• **Brief**
Show every line in the material below in which the string "engine" appears.

• **Data provided**
----

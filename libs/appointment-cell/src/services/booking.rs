// libs/appointment-cell/src/services/booking.rs
use chrono::{DateTime, Duration, NaiveDate, Utc};
use reqwest::Method;
use serde_json::{json, Value};
use tracing::{debug, info, warn};
use uuid::Uuid;

use shared_config::{AppConfig, SchedulingConfig};
use shared_database::supabase::SupabaseClient;
use shared_models::auth::{AccessScope, Role, User};

use crate::models::{
    Appointment, AppointmentError, AppointmentListQuery, AppointmentStats, AppointmentStatusChange,
    AvailableSlotsResponse, BookAppointmentRequest, BookedInterval, CancelAppointmentRequest,
    CompleteAppointmentRequest, TimeInterval,
};
use crate::services::conflict::ConflictDetectionService;
use crate::services::lifecycle::AppointmentLifecycleService;
use crate::services::slots::SlotPlanner;

const ACTIVE_STATUS_FILTER: &str = "status=in.(scheduled,confirmed)";
const CHRONOLOGICAL: &str = "order=date.asc,start_time.asc";

pub struct AppointmentBookingService {
    supabase: SupabaseClient,
    rules: SchedulingConfig,
    conflict_service: ConflictDetectionService,
    lifecycle_service: AppointmentLifecycleService,
    slot_planner: SlotPlanner,
}

impl AppointmentBookingService {
    pub fn new(config: &AppConfig) -> Self {
        Self {
            supabase: SupabaseClient::new(config),
            rules: config.scheduling.clone(),
            conflict_service: ConflictDetectionService::new(),
            lifecycle_service: AppointmentLifecycleService::new(&config.scheduling),
            slot_planner: SlotPlanner::new(),
        }
    }

    // ==========================================================================
    // BOOKING
    // ==========================================================================

    pub async fn book_appointment(
        &self,
        request: BookAppointmentRequest,
        actor: &User,
        now: DateTime<Utc>,
        auth_token: &str,
    ) -> Result<Appointment, AppointmentError> {
        debug!("Booking request from {} for physiotherapist {}", actor.id, request.physiotherapist_id);

        let patient_id = self.resolve_patient(&request, actor)?;

        if request.reason.trim().is_empty() {
            return Err(AppointmentError::ValidationError("Reason is required".to_string()));
        }

        let interval = TimeInterval::new(request.start_time, request.end_time)?;
        self.lifecycle_service
            .validate_appointment_timing(request.date, &interval, now.date_naive())?;

        let booked = self
            .fetch_active_bookings(request.physiotherapist_id, request.date, auth_token)
            .await?;
        self.conflict_service.ensure_slot_free(&interval, &booked)?;

        let appointment_data = json!({
            "patient_id": patient_id,
            "physiotherapist_id": request.physiotherapist_id,
            "date": request.date,
            "start_time": request.start_time,
            "end_time": request.end_time,
            "status": "scheduled",
            "appointment_type": request.appointment_type,
            "reason": request.reason,
            "symptoms": request.symptoms,
            "created_at": now.to_rfc3339(),
            "updated_at": now.to_rfc3339()
        });

        let result: Vec<Value> = self.supabase.request_with_headers(
            Method::POST,
            "/rest/v1/appointments",
            Some(auth_token),
            Some(appointment_data),
            Some(SupabaseClient::return_representation()),
        ).await.map_err(|e| AppointmentError::DatabaseError(e.to_string()))?;

        let appointment = Self::first_row(result, "Failed to create appointment")?;

        info!(
            "Appointment {} booked for patient {} with physiotherapist {} on {} {}",
            appointment.id, patient_id, appointment.physiotherapist_id, appointment.date, interval
        );

        Ok(appointment)
    }

    /// Patients book for themselves. Physiotherapists book into their own
    /// calendar and staff into anyone's; both must name the patient.
    fn resolve_patient(
        &self,
        request: &BookAppointmentRequest,
        actor: &User,
    ) -> Result<Uuid, AppointmentError> {
        let actor_id = actor.user_id().ok_or_else(|| {
            AppointmentError::PermissionDenied("Caller has no valid user id".to_string())
        })?;

        match actor.role() {
            Some(Role::Patient) => match request.patient_id {
                Some(patient_id) if patient_id != actor_id => Err(AppointmentError::PermissionDenied(
                    "Patients can only book appointments for themselves".to_string(),
                )),
                _ => Ok(actor_id),
            },
            Some(Role::Physiotherapist) if request.physiotherapist_id != actor_id => {
                Err(AppointmentError::PermissionDenied(
                    "Physiotherapists can only book into their own calendar".to_string(),
                ))
            }
            Some(Role::Physiotherapist) | Some(Role::Admin) => request.patient_id.ok_or_else(|| {
                AppointmentError::ValidationError("patient_id is required".to_string())
            }),
            None => Err(AppointmentError::PermissionDenied(
                "Unknown role cannot book appointments".to_string(),
            )),
        }
    }

    // ==========================================================================
    // QUERIES
    // ==========================================================================

    /// Fetches one appointment, hiding records outside the caller's scope.
    pub async fn get_appointment(
        &self,
        appointment_id: Uuid,
        scope: &AccessScope,
        auth_token: &str,
    ) -> Result<Appointment, AppointmentError> {
        let path = format!("/rest/v1/appointments?id=eq.{}", appointment_id);
        let result: Vec<Value> = self.supabase.request(
            Method::GET,
            &path,
            Some(auth_token),
            None,
        ).await.map_err(|e| AppointmentError::DatabaseError(e.to_string()))?;

        let appointment = match result.into_iter().next() {
            Some(row) => Self::parse(row)?,
            None => return Err(AppointmentError::NotFound),
        };

        if !scope.permits(&appointment.patient_id, Some(&appointment.physiotherapist_id)) {
            debug!("Appointment {} is outside the caller's scope", appointment_id);
            return Err(AppointmentError::NotFound);
        }

        Ok(appointment)
    }

    pub async fn list_appointments(
        &self,
        scope: &AccessScope,
        query: &AppointmentListQuery,
        auth_token: &str,
    ) -> Result<Vec<Appointment>, AppointmentError> {
        let mut filters = Vec::new();
        if let Some(status) = query.status {
            filters.push(format!("status=eq.{}", status));
        }
        if let Some(date) = query.date {
            filters.push(format!("date=eq.{}", date));
        }
        self.fetch_scoped(scope, filters, auth_token).await
    }

    /// Active appointments that have not started yet as of `now`.
    pub async fn upcoming_appointments(
        &self,
        scope: &AccessScope,
        now: DateTime<Utc>,
        auth_token: &str,
    ) -> Result<Vec<Appointment>, AppointmentError> {
        let today = now.date_naive();
        let filters = vec![
            format!(
                "or=(date.gt.{},and(date.eq.{},start_time.gt.{}))",
                today,
                today,
                now.time().format("%H:%M:%S")
            ),
            ACTIVE_STATUS_FILTER.to_string(),
        ];
        self.fetch_scoped(scope, filters, auth_token).await
    }

    pub async fn todays_appointments(
        &self,
        scope: &AccessScope,
        today: NaiveDate,
        auth_token: &str,
    ) -> Result<Vec<Appointment>, AppointmentError> {
        self.fetch_scoped(scope, vec![format!("date=eq.{}", today)], auth_token).await
    }

    /// Per-status, monthly and weekly counts over the caller's appointments.
    pub async fn appointment_statistics(
        &self,
        scope: &AccessScope,
        today: NaiveDate,
        auth_token: &str,
    ) -> Result<AppointmentStats, AppointmentError> {
        let appointments = self.fetch_scoped(scope, Vec::new(), auth_token).await?;
        Ok(AppointmentStats::from_appointments(&appointments, today))
    }

    pub async fn get_available_slots(
        &self,
        physiotherapist_id: Uuid,
        date: NaiveDate,
        duration_minutes: Option<i64>,
        auth_token: &str,
    ) -> Result<AvailableSlotsResponse, AppointmentError> {
        let slot_duration_minutes = duration_minutes.unwrap_or(self.rules.slot_duration_minutes);
        if slot_duration_minutes < self.rules.min_appointment_minutes
            || slot_duration_minutes > self.rules.max_appointment_minutes
        {
            return Err(AppointmentError::ValidationError(format!(
                "duration_minutes must be between {} and {}",
                self.rules.min_appointment_minutes, self.rules.max_appointment_minutes
            )));
        }

        let booked = self.fetch_active_bookings(physiotherapist_id, date, auth_token).await?;

        let slots = self.slot_planner.compute_available_slots(
            self.rules.work_day_start,
            self.rules.work_day_end,
            Duration::minutes(slot_duration_minutes),
            &booked,
        )?;

        debug!(
            "{} open slots for physiotherapist {} on {} ({} bookings)",
            slots.len(), physiotherapist_id, date, booked.len()
        );

        Ok(AvailableSlotsResponse {
            physiotherapist_id,
            date,
            slot_duration_minutes,
            total: slots.len(),
            slots,
        })
    }

    // ==========================================================================
    // LIFECYCLE
    // ==========================================================================

    pub async fn confirm_appointment(
        &self,
        appointment_id: Uuid,
        actor: &User,
        auth_token: &str,
    ) -> Result<Appointment, AppointmentError> {
        let appointment = self
            .get_appointment(appointment_id, &AccessScope::for_user(actor), auth_token)
            .await?;
        let change = self.lifecycle_service.confirm(&appointment)?;
        self.apply_change(appointment_id, change, auth_token).await
    }

    pub async fn complete_appointment(
        &self,
        appointment_id: Uuid,
        actor: &User,
        outcome: CompleteAppointmentRequest,
        auth_token: &str,
    ) -> Result<Appointment, AppointmentError> {
        let appointment = self
            .get_appointment(appointment_id, &AccessScope::for_user(actor), auth_token)
            .await?;
        let change = self.lifecycle_service.complete(&appointment, actor, outcome)?;
        self.apply_change(appointment_id, change, auth_token).await
    }

    pub async fn cancel_appointment(
        &self,
        appointment_id: Uuid,
        actor: &User,
        request: CancelAppointmentRequest,
        now: DateTime<Utc>,
        auth_token: &str,
    ) -> Result<Appointment, AppointmentError> {
        let appointment = self
            .get_appointment(appointment_id, &AccessScope::for_user(actor), auth_token)
            .await?;
        let change = self.lifecycle_service.cancel(&appointment, actor, request.reason, now)?;
        self.apply_change(appointment_id, change, auth_token).await
    }

    // ==========================================================================
    // STORAGE HELPERS
    // ==========================================================================

    /// Scheduled and confirmed bookings of a physiotherapist on a date.
    async fn fetch_active_bookings(
        &self,
        physiotherapist_id: Uuid,
        date: NaiveDate,
        auth_token: &str,
    ) -> Result<Vec<BookedInterval>, AppointmentError> {
        let path = format!(
            "/rest/v1/appointments?physiotherapist_id=eq.{}&date=eq.{}&{}&{}",
            physiotherapist_id, date, ACTIVE_STATUS_FILTER, CHRONOLOGICAL
        );
        let result: Vec<Value> = self.supabase.request(
            Method::GET,
            &path,
            Some(auth_token),
            None,
        ).await.map_err(|e| AppointmentError::DatabaseError(e.to_string()))?;

        let mut booked = Vec::with_capacity(result.len());
        for row in result {
            let appointment = Self::parse(row)?;
            match appointment.booked_interval() {
                Ok(interval) => booked.push(interval),
                Err(e) => warn!("Skipping appointment {} with unusable times: {}", appointment.id, e),
            }
        }

        Ok(booked)
    }

    async fn fetch_scoped(
        &self,
        scope: &AccessScope,
        mut filters: Vec<String>,
        auth_token: &str,
    ) -> Result<Vec<Appointment>, AppointmentError> {
        if scope.is_nothing() {
            return Ok(Vec::new());
        }

        filters.extend(scope.query_filters("patient_id", "physiotherapist_id"));
        filters.push(CHRONOLOGICAL.to_string());

        let path = format!("/rest/v1/appointments?{}", filters.join("&"));
        let result: Vec<Value> = self.supabase.request(
            Method::GET,
            &path,
            Some(auth_token),
            None,
        ).await.map_err(|e| AppointmentError::DatabaseError(e.to_string()))?;

        result.into_iter().map(Self::parse).collect()
    }

    async fn apply_change(
        &self,
        appointment_id: Uuid,
        change: AppointmentStatusChange,
        auth_token: &str,
    ) -> Result<Appointment, AppointmentError> {
        let mut update_data = serde_json::to_value(&change)
            .map_err(|e| AppointmentError::DatabaseError(e.to_string()))?;
        if let Some(fields) = update_data.as_object_mut() {
            fields.insert("updated_at".to_string(), json!(Utc::now().to_rfc3339()));
        }

        let path = format!("/rest/v1/appointments?id=eq.{}", appointment_id);
        let result: Vec<Value> = self.supabase.request_with_headers(
            Method::PATCH,
            &path,
            Some(auth_token),
            Some(update_data),
            Some(SupabaseClient::return_representation()),
        ).await.map_err(|e| AppointmentError::DatabaseError(e.to_string()))?;

        let updated = Self::first_row(result, "Failed to update appointment")?;
        info!("Appointment {} is now {}", updated.id, updated.status);
        Ok(updated)
    }

    fn parse(row: Value) -> Result<Appointment, AppointmentError> {
        serde_json::from_value(row)
            .map_err(|e| AppointmentError::DatabaseError(format!("Failed to parse appointment: {}", e)))
    }

    fn first_row(rows: Vec<Value>, context: &str) -> Result<Appointment, AppointmentError> {
        match rows.into_iter().next() {
            Some(row) => Self::parse(row),
            None => Err(AppointmentError::DatabaseError(context.to_string())),
        }
    }
}
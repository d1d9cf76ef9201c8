pub mod booking;
pub mod conflict;
pub mod lifecycle;
pub mod slots;
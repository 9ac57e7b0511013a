//! Boot path test: the embedded database opens under a fresh work directory
//! and the work-dir layout is created on demand.

use tempfile::TempDir;

use storeops::{Config, ServerState};

#[tokio::test]
async fn initialize_creates_work_dir_and_opens_database() {
    let dir = TempDir::new().unwrap();
    let config = Config::with_overrides(dir.path().to_string_lossy().to_string(), 0);

    let state = ServerState::initialize(&config).await.unwrap();

    assert!(config.database_dir().is_dir());
    assert!(config.log_dir().is_dir());

    // The handle is usable immediately after initialize.
    let rows: Vec<serde_json::Value> = state.db.select("user_profile").await.unwrap();
    assert!(rows.is_empty());
}

#[tokio::test]
async fn work_dir_creation_is_idempotent() {
    let dir = TempDir::new().unwrap();
    let config = Config::with_overrides(dir.path().to_string_lossy().to_string(), 0);

    config.ensure_work_dir_structure().unwrap();
    config.ensure_work_dir_structure().unwrap();
    assert!(config.database_dir().is_dir());
}
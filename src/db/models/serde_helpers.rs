//! Common serde helpers for SurrealDB records
//!
//! RecordId fields deserialize from both formats:
//! - string "table:id" (from API JSON)
//! - native SurrealDB RecordId (from the database)

use serde::{Deserialize, Deserializer, Serializer};
use surrealdb::RecordId;

/// Deserialize bool that treats null as true
pub fn bool_true<'de, D>(deserializer: D) -> Result<bool, D::Error>
where
    D: Deserializer<'de>,
{
    Option::<bool>::deserialize(deserializer).map(|opt| opt.unwrap_or(true))
}

/// Deserialize bool that treats null as false
pub fn bool_false<'de, D>(deserializer: D) -> Result<bool, D::Error>
where
    D: Deserializer<'de>,
{
    Option::<bool>::deserialize(deserializer).map(|opt| opt.unwrap_or(false))
}

#[derive(Debug, Clone)]
struct FlexibleRecordId(RecordId);

impl<'de> Deserialize<'de> for FlexibleRecordId {
    fn deserialize<D>(deserializer: D) -> Result<Self, D::Error>
    where
        D: Deserializer<'de>,
    {
        use serde::de::{self, Visitor};
        use std::fmt;

        struct FlexibleVisitor;

        impl<'de> Visitor<'de> for FlexibleVisitor {
            type Value = FlexibleRecordId;

            fn expecting(&self, formatter: &mut fmt::Formatter) -> fmt::Result {
                formatter.write_str("a string 'table:id' or RecordId")
            }

            fn visit_str<E>(self, value: &str) -> Result<Self::Value, E>
            where
                E: de::Error,
            {
                value
                    .parse::<RecordId>()
                    .map(FlexibleRecordId)
                    .map_err(|_| de::Error::custom(format!("invalid RecordId: {}", value)))
            }

            fn visit_map<M>(self, map: M) -> Result<Self::Value, M::Error>
            where
                M: de::MapAccess<'de>,
            {
                RecordId::deserialize(de::value::MapAccessDeserializer::new(map))
                    .map(FlexibleRecordId)
            }
        }

        deserializer.deserialize_any(FlexibleVisitor)
    }
}

/// Option<RecordId> serialization as "table:id" string
pub mod option_record_id {
    use super::*;

    pub fn serialize<S>(id: &Option<RecordId>, s: S) -> Result<S::Ok, S::Error>
    where
        S: Serializer,
    {
        match id {
            Some(id) => s.serialize_some(&id.to_string()),
            None => s.serialize_none(),
        }
    }

    pub fn deserialize<'de, D>(d: D) -> Result<Option<RecordId>, D::Error>
    where
        D: Deserializer<'de>,
    {
        Option::<FlexibleRecordId>::deserialize(d).map(|opt| opt.map(|f| f.0))
    }
}
//! Store provisioning tests against the in-memory storage engine.

use surrealdb::Surreal;
use surrealdb::engine::local::{Db, Mem};

use storeops::db::models::StoreCreate;
use storeops::db::repository::{RepoError, StoreRepository};

async fn mem_db() -> Surreal<Db> {
    let db = Surreal::new::<Mem>(()).await.unwrap();
    db.use_ns("storeops").use_db("backoffice").await.unwrap();
    db
}

fn payload(code: &str, name: &str) -> StoreCreate {
    StoreCreate {
        code: code.to_string(),
        brand: "Shree Ganesh".to_string(),
        name: name.to_string(),
        city: "Pune".to_string(),
        owner_id: None,
    }
}

#[tokio::test]
async fn provisioned_store_is_retrievable_by_code() {
    let repo = StoreRepository::new(mem_db().await);

    let created = repo.create(payload("ST01", "Main Road")).await.unwrap();
    assert_eq!(created.code, "ST01");

    let found = repo.find_by_code("ST01").await.unwrap().unwrap();
    assert_eq!(found.name, "Main Road");
    assert_eq!(found.brand, "Shree Ganesh");
    assert!(repo.find_by_code("ST99").await.unwrap().is_none());
}

#[tokio::test]
async fn duplicate_store_code_is_rejected() {
    let repo = StoreRepository::new(mem_db().await);

    repo.create(payload("ST01", "Main Road")).await.unwrap();
    let err = repo.create(payload("ST01", "Other Name")).await.unwrap_err();
    assert!(matches!(err, RepoError::Duplicate(_)));

    // The original record survives the rejected duplicate.
    let kept = repo.find_by_code("ST01").await.unwrap().unwrap();
    assert_eq!(kept.name, "Main Road");
}

#[tokio::test]
async fn listing_orders_by_name() {
    let repo = StoreRepository::new(mem_db().await);
    repo.create(payload("ST02", "Market Square")).await.unwrap();
    repo.create(payload("ST01", "Airport Road")).await.unwrap();

    let stores = repo.find_all().await.unwrap();
    let names: Vec<&str> = stores.iter().map(|s| s.name.as_str()).collect();
    assert_eq!(names, vec!["Airport Road", "Market Square"]);
}
//! Attendance handlers
//!
//! A save action overwrites the whole store+date roster. The day fraction is
//! derived server-side from presence and day type; check-in time is
//! auto-captured in the business timezone unless an admin role supplies an
//! explicit override, in which case the who/when/why stamp is recorded.

use axum::{
    Json,
    extract::{Query, State},
};
use serde::{Deserialize, Serialize};

use crate::auth::permissions::ATTENDANCE_MANAGE;
use crate::auth::{CurrentUser, access};
use crate::core::ServerState;
use crate::db::models::{AttendanceRecord, AttendanceSave, day_fraction};
use crate::db::repository::AttendanceRepository;
use crate::utils::validation::{MAX_NOTE_LEN, validate_required_text};
use crate::utils::{AppError, AppResult, time};

#[derive(Debug, Deserialize)]
pub struct AttendanceQuery {
    pub store_id: String,
    pub date: String,
}

/// Roster for one store on one date
pub async fn list(
    State(state): State<ServerState>,
    user: CurrentUser,
    Query(query): Query<AttendanceQuery>,
) -> AppResult<Json<Vec<AttendanceRecord>>> {
    user.require_capability(ATTENDANCE_MANAGE)?;
    user.require_store(&query.store_id)?;
    time::parse_date(&query.date)?;

    let repo = AttendanceRepository::new(state.db.clone());
    let records = repo.find_by_store_date(&query.store_id, &query.date).await?;
    Ok(Json(records))
}

#[derive(Debug, Deserialize)]
pub struct AttendanceSaveRequest {
    pub store_id: String,
    pub date: String,
    pub entries: Vec<AttendanceSave>,
}

#[derive(Debug, Serialize)]
pub struct AttendanceSaveResponse {
    pub saved: usize,
}

/// Save the roster for one store+date, overwriting previous records
pub async fn save(
    State(state): State<ServerState>,
    user: CurrentUser,
    Json(payload): Json<AttendanceSaveRequest>,
) -> AppResult<Json<AttendanceSaveResponse>> {
    user.require_capability(ATTENDANCE_MANAGE)?;
    user.require_store(&payload.store_id)?;
    let date = time::parse_date(&payload.date)?;
    time::validate_not_future(date, state.config.timezone)?;

    let can_override_time = access::can_edit_attendance_time(Some(&user.profile));
    let repo = AttendanceRepository::new(state.db.clone());
    let mut saved = 0;

    for entry in payload.entries {
        validate_required_text(&entry.staff_id, "staff_id", 254)?;

        // An explicit check-in is a time override; the auto-captured time is
        // the default for everyone else.
        let (check_in, modified_stamp) = match (&entry.check_in, entry.present) {
            (_, false) => (None, None),
            (None, true) => (Some(time::local_hhmm(state.config.timezone)), None),
            (Some(manual), true) => {
                if !can_override_time {
                    return Err(AppError::forbidden(
                        "Only admin roles may edit the check-in time".to_string(),
                    ));
                }
                if let Some(reason) = &entry.time_modified_reason {
                    validate_required_text(reason, "time_modified_reason", MAX_NOTE_LEN)?;
                }
                (Some(manual.clone()), Some(time::now_millis()))
            }
        };

        let record = AttendanceRecord {
            id: None,
            store_id: payload.store_id.clone(),
            date: payload.date.clone(),
            staff_id: entry.staff_id.clone(),
            present: entry.present,
            check_in,
            day_type: entry.day_type,
            day_fraction: day_fraction(entry.present, entry.day_type),
            time_modified_by: modified_stamp.map(|_| user.profile.email.clone()),
            time_modified_at: modified_stamp,
            time_modified_reason: modified_stamp
                .and(entry.time_modified_reason.clone()),
        };

        repo.save(record).await?;
        saved += 1;
    }

    Ok(Json(AttendanceSaveResponse { saved }))
}
//! Utility module - shared error types and helpers
//!
//! - [`AppError`] / [`AppResult`] - application-level error handling
//! - [`logger`] - tracing subscriber setup
//! - [`time`] - business-timezone date helpers
//! - [`validation`] - input validation helpers

pub mod error;
pub mod logger;
pub mod time;
pub mod validation;

pub use error::{AppError, AppResponse, AppResult};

----

• **Answer for the task**
//! Store provisioning tests against the in-memory storage engine.
use surrealdb::engine::local::{Db, Mem};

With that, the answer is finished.